The synthesis of PIM-1 polymer is based on a rapid polycondensation reaction of 2,3,5,6-Tetrafluoroterephthalonitrile (TFTPN) (12.5 mmol) and 5,5′,6,6′-tetrahydroxy-3,3,3′,3′-tetramethyl-1,1-spirobisindane (TTSBI) (12.7 mmol) in the presence of excess anhydrous K2CO3 (38.8 mmol), however a previously unreported solvent mixture of DMAc (25 mL) and CS2 (12.5 mL) was used15,52,53. The reaction mixture (under inert atmosphere) was refluxed using a dean stark trap at 165°C. for an hour. The reaction solution was decanted into stirred MeOH to precipitate the polymer. The product was then dissolved in CHCl3 and recrystallized from MeOH before being dried by vacuum filtration.

Synthesis of UiO-66

UiO-66 was prepared as previously reported39,54. Equimolar quantities (43 mmol) of zirconium tetrachloride and 1,4-benzenedicarboxylic acid were reacted in the presence of a large excess (684 mmol) of benzoic acid in a DMF:H2O (1650:83 mL) solvent. The resulting product was washed sequentially with DMF and MeOH before being dried under vacuum at 100°C.

Post synthetic exchange of UiO-66 with TiIV

Titanium exchange of the UiO-66's Zirconium metal centres followed the recently reported method using TiCl4(THF)2 in DMF at 85°C38,39. Equimolar quantities (0.45 mmol) of TiCl4(THF)2 and synthesised UiO-66 were suspended in 10 mL DMF and incubated for a range of exchange periods (1, 5, 10 and 15 days). After cation exchange, TixUiO66 samples were washed sequentially in DMF and MeOH before being vacuum dried at 100°C.

Membrane Preparation

Membranes were cast at ambient conditions from ~0.2 g/mL CHCl3 solutions in 75 mm diameter PTFE dishes, covered in perforated aluminium foil and vacuum dried (80°C) overnight before use. Single gas (N2, H2, CH4 and CO2) permeation measurements were undertaken in duplicate on the day following casting to maintain a consistent processing history11.


NMR spectra (13C and 1H) of the PIM-1 used in this study were recorded using a Bruker Av500 and Bruker Av400X, respectively. †). Gel Permeation Chromatography (GPC) of the PIM-1 Polymer was completed in THF (30°C flow rate: 1 mL min−1) using Waters Alliance e2695 liquid chromatograph equipped with a Waters 2414 differential refractometer. Powder X-Ray Diffraction (PXRD) spectra were collected on a Bruker D8 Advance X-ray Diffractometer, using Cu K-alpha radiation (40 kV, 40 mA) equipped with a LynxEye silicon strip detector. Samples were scanned over the 2θ range 5° to 85° with a step size of 0.02° 2θ and a count time of 0.4 seconds per step.
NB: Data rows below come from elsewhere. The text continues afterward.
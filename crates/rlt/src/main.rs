use clap::Parser;
use tracing::{error, info, Level};
use tracing_subscriber::FmtSubscriber;

use rillet::{
    config::Config,
    error::Error,
    metainfo::MetaInfo,
    torrent::{DownloadEvent, Torrent},
};

mod args;
use args::Args;

#[tokio::main]
async fn main() -> Result<(), Error> {
    let args = Args::parse();

    let subscriber = FmtSubscriber::builder()
        .with_max_level(if args.verbose { Level::DEBUG } else { Level::INFO })
        .without_time()
        .finish();

    if tracing::subscriber::set_global_default(subscriber).is_err() {
        eprintln!("setting default subscriber failed");
    }

    let mut config = Config::load().await?;

    // flags win over the config file
    if let Some(max_peers) = args.max_peers {
        config.max_peers = max_peers;
    }
    if let Some(pipelining) = args.pipelining {
        config.pipelining = pipelining;
    }

    let bytes = tokio::fs::read(&args.torrent).await?;
    let meta = MetaInfo::from_bytes(&bytes)?;

    let output = args
        .output
        .unwrap_or_else(|| config.output_path(&meta.info.name));

    info!("downloading {} into {output:?}", meta.info.name);

    let (_handle, mut events) = Torrent::new(config).start(bytes, output);

    while let Some(event) = events.recv().await {
        match event {
            DownloadEvent::Progress(p) => {
                info!(
                    "{:.1}% {}/{} pieces, {} bytes left, {} KiB/s",
                    p.percent,
                    p.pieces_done,
                    p.pieces_total,
                    p.bytes_left,
                    p.download_rate / 1024
                );
            }
            DownloadEvent::Done => {
                info!("download complete");
            }
            DownloadEvent::Error(e) => {
                error!("{e}");
                return Err(e);
            }
        }
    }

    Ok(())
}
Adsorption isotherms of the prepared Titanium exchanged and native UiO-66 were measured using an ASAP 2420 with carbon dioxide (273 K, 298 K) and nitrogen (77 K, 273 K) adsorbates. MOF samples were activated at 120°C under vacuum overnight prior to analysis. Langmuir and BET surface areas were calculated from nitrogen isotherms at 77 K. Fourier-Transform Infrared (FTIR) spectroscopy was undertaken with a Thermo Scientific NICOLET 6700 FT-IR on the product PIM-1 polymer, the synthesis reactants and the range of TixUiO-66 used in the study. DSC measurements were made using a Mettler Toledo Differential Scanning Calorimeter. Samples were encapsulated in aluminium pans and heated from 25°C to 500°C at 10°C/min. Pycnometry measurements were made using an AccuPyc Pycnometer (He) to determine the relative density and by extension, free volume present in the prepared TixUiO-66 PIM-1 membranes. A Philips XL30 Field Emission Scanning Electron Microscope (FESEM) with an accelerating voltage of 5 kV was used for imaging the cross sectional surface of membrane samples (Figure S21-25†). Cross-section surfaces were prepared by fracturing membranes in liquid nitrogen and mounting to SEM stubs using carbon tape, before sputter coating with platinum. Membrane solubility coefficients were calculated from High-pressure Sorption (Setaram PCT Pro) measurements. Dual-mode sorption parameters were calculated by curve fitting to equation 1, as reported.11 Viscosity measurements were made using a SCHOTT AV350 Viscometer (standard ASTM D445) using a 52610/I U-tube calibrated with a de-ionised water standard at 20°C.